Landscape Composting

If you think about it, it just makes sense. Clippings from your grass are filled with the best nutrients for your lawn. Fallen leaves are a great source of nutrients for your trees and bushes. Just about all the organic material from your landscaping can be composted and returned to your lawns and plantings to create richer soils.

And of course, it’s better for the environment because it saves valuable space in landfills.

Leaves and grass clippings make great compost and can be used as a mulch and as a blanket to protect your plantings over the winter. Composted leaves and grass improve the structure and texture of the soil and add vital nutrients for both flower and vegetable gardens.

Grass that’s been left to grow too long between cuttings does need to be bagged and removed to prevent clumping, but if the lawn is properly trimmed returning the clippings to the lawn helps protect the grass roots from insects and improves the nutritional quality of the soil.

Compost is the ultimate green fertilizer. It has a nearly perfect pH and contains the right balance of phosphorus, potassium and nitrogen. Unlike chemical and even manure-based fertilizers, compost is a slow-release fertilizer, providing the right amount of nutrition to your lawn and garden throughout the growing season. What comes out of the ground goes back in, a natural cycle.

Grass roots love composted soil: The compost retains the right levels of moisture during rains and allows the roots to penetrate the soil easily. And it’s an attractive environment for earthworms. Worms aerate the soil and help circulate minerals and nutrients between the subsoil and the root zone.

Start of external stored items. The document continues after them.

mod cli;
mod commands;
mod config;
mod error;
mod models;
mod services;
mod utils;

fn main() {
    tracing_subscriber::fmt()
        .with_env_filter(
            tracing_subscriber::EnvFilter::try_from_default_env()
                .unwrap_or_else(|_| tracing_subscriber::EnvFilter::new("info")),
        )
        .init();

    cli::run();
}
pub trait Memory: RawMemory + Allocator {
    // ---------------------------------------------------------------------
    // Raw offset reads
    // ---------------------------------------------------------------------

    fn read_bytes(&self, offset: u32, size: u32) -> Result<Vec<u8>, AbiError> {
        self.read("ReadBytes", offset, size)
    }

    fn read_byte(&self, offset: u32) -> Result<u8, AbiError> {
        let bytes = self.read("ReadByte", offset, 1)?;
        to_array::<1>(&bytes, "ReadByte", offset).map(|[b]| b)
    }

    fn read_u32(&self, offset: u32) -> Result<u32, AbiError> {
        let bytes = self.read("ReadUint32", offset, 4)?;
        to_array(&bytes, "ReadUint32", offset).map(u32::from_le_bytes)
    }

    fn read_u64(&self, offset: u32) -> Result<u64, AbiError> {
        let bytes = self.read("ReadUint64", offset, 8)?;
        to_array(&bytes, "ReadUint64", offset).map(u64::from_le_bytes)
    }

    fn read_f32(&self, offset: u32) -> Result<f32, AbiError> {
        let bytes = self.read("ReadFloat32", offset, 4)?;
        to_array(&bytes, "ReadFloat32", offset).map(f32::from_le_bytes)
    }

    fn read_f64(&self, offset: u32) -> Result<f64, AbiError> {
        let bytes = self.read("ReadFloat64", offset, 8)?;
        to_array(&bytes, "ReadFloat64", offset).map(f64::from_le_bytes)
    }

    fn read_string(&self, offset: u32, size: u32) -> Result<String, AbiError> {
        let bytes = self.read("ReadString", offset, size)?;
        String::from_utf8(bytes).map_err(|_| AbiError::InvalidUtf8 { offset })
    }

    // ---------------------------------------------------------------------
    // Raw offset writes
    // ---------------------------------------------------------------------

    fn write_bytes(&mut self, offset: u32, v: &[u8]) -> Result<(), AbiError> {
        self.write("WriteBytes", offset, v)
    }

    fn write_byte(&mut self, offset: u32, v: u8) -> Result<(), AbiError> {
        self.write("WriteByte", offset, &[v])
    }

    fn write_u32(&mut self, offset: u32, v: u32) -> Result<(), AbiError> {
        self.write("WriteUint32", offset, &v.to_le_bytes())
    }

    fn write_u64(&mut self, offset: u32, v: u64) -> Result<(), AbiError> {
        self.write("WriteUint64", offset, &v.to_le_bytes())
    }

    fn write_f32(&mut self, offset: u32, v: f32) -> Result<(), AbiError> {
        self.write("WriteFloat32", offset, &v.to_le_bytes())
    }

    fn write_f64(&mut self, offset: u32, v: f64) -> Result<(), AbiError> {
        self.write("WriteFloat64", offset, &v.to_le_bytes())
    }

    fn write_string(&mut self, offset: u32, v: &str) -> Result<(), AbiError> {
        self.write("WriteString", offset, v.as_bytes())
    }

    // ---------------------------------------------------------------------
    // Dispatch
    // ---------------------------------------------------------------------

    /// Read a value of type `ty` stored at `offset`.
    ///
    /// `size` is only used by the variable-length kinds.
    fn read_any(&self, ty: ValueType, offset: u32, size: u32) -> Result<Value, AbiError> {
        Ok(match ty {
            ValueType::Bytes => Value::Bytes(self.read_bytes(offset, size)?),
            ValueType::Byte => Value::Byte(self.read_byte(offset)?),
            ValueType::I32 => Value::I32(self.read_u32(offset)?),
            ValueType::I64 => Value::I64(self.read_u64(offset)?),
            ValueType::F32 => Value::F32(self.read_f32(offset)?),
            ValueType::F64 => Value::F64(self.read_f64(offset)?),
            ValueType::String => Value::String(self.read_string(offset, size)?),
        })
    }

    /// Read the value described by `pd`, dispatching on its type.
    ///
    /// Returns the value together with its offset and size.
    fn read_any_pack(&self, pd: PackedData) -> Result<(Value, u32, u32), AbiError> {
        let (offset, size) = (pd.offset(), pd.size());
        let value = self.read_any(pd.value_type(), offset, size)?;
        Ok((value, offset, size))
    }

    /// Write `v` at `offset`, dispatching on its variant.
    fn write_any(&mut self, offset: u32, v: &Value) -> Result<(), AbiError> {
        match v {
            Value::Bytes(b) => self.write_bytes(offset, b),
            Value::Byte(b) => self.write_byte(offset, *b),
            Value::I32(n) => self.write_u32(offset, *n),
            Value::I64(n) => self.write_u64(offset, *n),
            Value::F32(n) => self.write_f32(offset, *n),
            Value::F64(n) => self.write_f64(offset, *n),
            Value::String(s) => self.write_string(offset, s),
        }
    }

    // ---------------------------------------------------------------------
    // Packed reads
    // ---------------------------------------------------------------------

    fn read_bytes_pack(&self, pd: PackedData) -> Result<Vec<u8>, AbiError> {
        self.read_bytes(pd.offset(), pd.size())
    }

    fn read_byte_pack(&self, pd: PackedData) -> Result<u8, AbiError> {
        self.read_byte(pd.offset())
    }

    fn read_u32_pack(&self, pd: PackedData) -> Result<u32, AbiError> {
        self.read_u32(pd.offset())
    }

    fn read_u64_pack(&self, pd: PackedData) -> Result<u64, AbiError> {
        self.read_u64(pd.offset())
    }

    fn read_f32_pack(&self, pd: PackedData) -> Result<f32, AbiError> {
        self.read_f32(pd.offset())
    }

    fn read_f64_pack(&self, pd: PackedData) -> Result<f64, AbiError> {
        self.read_f64(pd.offset())
    }

    fn read_string_pack(&self, pd: PackedData) -> Result<String, AbiError> {
        self.read_string(pd.offset(), pd.size())
    }

    // ---------------------------------------------------------------------
    // Packed writes
    // ---------------------------------------------------------------------

    /// Allocate room for `v`, write it and return its packed description.
    ///
    /// The allocation is released again if the write fails.
    fn write_any_pack(&mut self, v: &Value) -> Result<PackedData, AbiError> {
        let size = u32::try_from(v.byte_size()).map_err(|_| AbiError::SizeOverflow {
            size: v.byte_size() as u64,
        })?;
        let packed = PackedData::new(v.value_type(), 0, size)?;
        let offset = self.malloc(size)?;
        if let Err(err) = self.write_any(offset, v) {
            // The write error is the one worth reporting.
            let _ = self.release(offset);
            return Err(err);
        }
        PackedData::new(packed.value_type(), offset, size)
    }

    fn write_bytes_pack(&mut self, v: &[u8]) -> Result<PackedData, AbiError> {
        self.write_any_pack(&Value::Bytes(v.to_vec()))
    }

    fn write_byte_pack(&mut self, v: u8) -> Result<PackedData, AbiError> {
        self.write_any_pack(&Value::Byte(v))
    }

    fn write_u32_pack(&mut self, v: u32) -> Result<PackedData, AbiError> {
        self.write_any_pack(&Value::I32(v))
    }

    fn write_u64_pack(&mut self, v: u64) -> Result<PackedData, AbiError> {
        self.write_any_pack(&Value::I64(v))
    }

    fn write_f32_pack(&mut self, v: f32) -> Result<PackedData, AbiError> {
        self.write_any_pack(&Value::F32(v))
    }

    fn write_f64_pack(&mut self, v: f64) -> Result<PackedData, AbiError> {
        self.write_any_pack(&Value::F64(v))
    }

    fn write_string_pack(&mut self, v: &str) -> Result<PackedData, AbiError> {
        self.write_any_pack(&Value::String(v.to_string()))
    }

    // ---------------------------------------------------------------------
    // Multi-pack
    // ---------------------------------------------------------------------

    /// Allocate a carrier holding `datas` as little-endian words.
    ///
    /// An empty list yields [`MultiPackedData::EMPTY`] without allocating.
    fn write_multi_pack(&mut self, datas: &[PackedData]) -> Result<MultiPackedData, AbiError> {
        if datas.is_empty() {
            return Ok(MultiPackedData::EMPTY);
        }
        let words: Vec<u64> = datas.iter().map(|pd| pd.to_wire()).collect();
        let bytes = words_to_bytes(&words);
        let size = u32::try_from(bytes.len()).map_err(|_| AbiError::SizeOverflow {
            size: bytes.len() as u64,
        })?;
        let multi = MultiPackedData::new(0, size)?;
        let offset = self.malloc(size)?;
        if let Err(err) = self.write_bytes(offset, &bytes) {
            let _ = self.release(offset);
            return Err(err);
        }
        debug_assert_eq!(multi.len(), datas.len());
        MultiPackedData::new(offset, size)
    }

    /// Read the words held by a carrier, then free the carrier itself.
    ///
    /// The described values stay allocated; their ownership passes to the
    /// caller.
    fn read_multi_pack(&mut self, multi: MultiPackedData) -> Result<Vec<PackedData>, AbiError> {
        let (offset, size) = multi.region().ok_or(AbiError::EmptyPack)?;
        let bytes = self
            .read_bytes(offset, size)
            .map_err(|e| e.context("failed to read data"))?;
        self.free(&[offset])
            .map_err(|e| e.context("failed to free up pack data"))?;
        bytes_to_words(&bytes)?
            .into_iter()
            .map(PackedData::from_wire)
            .collect()
    }

    // ---------------------------------------------------------------------
    // Freeing
    // ---------------------------------------------------------------------

    /// Release every offset, attempting all of them and aggregating failures.
    fn free(&mut self, offsets: &[u32]) -> Result<(), AbiError> {
        let mut failures = Vec::new();
        for &offset in offsets {
            self.retire(offset);
            if let Err(err) = self.release(offset) {
                failures.push(FreeFailure {
                    offset,
                    reason: err.to_string(),
                });
            }
        }
        if failures.is_empty() {
            Ok(())
        } else {
            Err(AbiError::Free { failures })
        }
    }

    fn free_pack(&mut self, datas: &[PackedData]) -> Result<(), AbiError> {
        let offsets: Vec<u32> = datas.iter().map(|pd| pd.offset()).collect();
        self.free(&offsets)
    }

    // ---------------------------------------------------------------------
    // Handles
    // ---------------------------------------------------------------------

    /// Read through a handle, failing if its memory was released.
    fn read_handle(&self, handle: &Handle) -> Result<Value, AbiError> {
        let pd = self.resolve(handle)?;
        self.read_any_pack(pd).map(|(value, _, _)| value)
    }

    /// Free the memory behind live handles; stale handles are skipped.
    fn free_handles(&mut self, handles: &[Handle]) -> Result<(), AbiError> {
        let offsets: Vec<u32> = handles
            .iter()
            .filter_map(|h| self.resolve(h).ok())
            .map(|pd| pd.offset())
            .collect();
        self.free(&offsets)
    }
}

Fall Leaves Make a Great Mulch

Fallen leaves are part of nature’s natural protection of the soil and roots during the stress of winter freezes and intense summer conditions. Leafy mulches helps hold moisture in the soil after rains and even out the fluctuations in the moisture during a dry spell. Mulches also help prevent certain soil-borne diseases and some weeds.

Shredding the leaves improves their appearance and helps to keep them better seated on the soil and less apt to blow off the areas we want them to protect.